Last year, a venture capitalist offered him a staggering sum of money to drop out of high school and run his AI startup full-time. Rudrogas Kunvar, who is of Indian origin, is 16 years old and mustered up the courage to say “no” to this lucrative offer because he did not want his product to be caught chasing benefits. His Evion platform is free and he has now partnered with 18-year-old Jacob Lee to scale his tool.
His tool can help farmers analyze crop health by uploading their camera images, even an inexpensive drone camera.
The farmers said they were mostly guessing: Kunvar talking about how he got the idea
Konvar said he attended a community festival in Montgomery County during his sophomore year at Poolesville High School. One of the farmers asked how they understood that the plant was infected. “Basically, he said he was guessing. I talked to a few other farmers, and I realized there was a common thread between all their responses,” he said, explaining his shock when he realized that AI advances weren’t doing much for agriculture.

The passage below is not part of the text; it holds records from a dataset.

pub mod engine;
pub mod report;
pub mod strategy;
pub mod types;
pub mod utils;

pub use crate::types::*;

Convar wanted to build his own fleet of fully autonomous drones, but then shifted his focus to studying drones and cost reasons. It was the camera that made drones so expensive so he thought if there was a way to get similar data using a simple camera. Evion uses artificial intelligence to examine images taken from drones, looking at the color and reflectivity of the plants captured. The AI then returns a colour-coded crop health map. Green means healthy, orange is moderate, and red indicates crop stress.
They said the tool has already reached more than 2,000 farmers across Asia and the United States.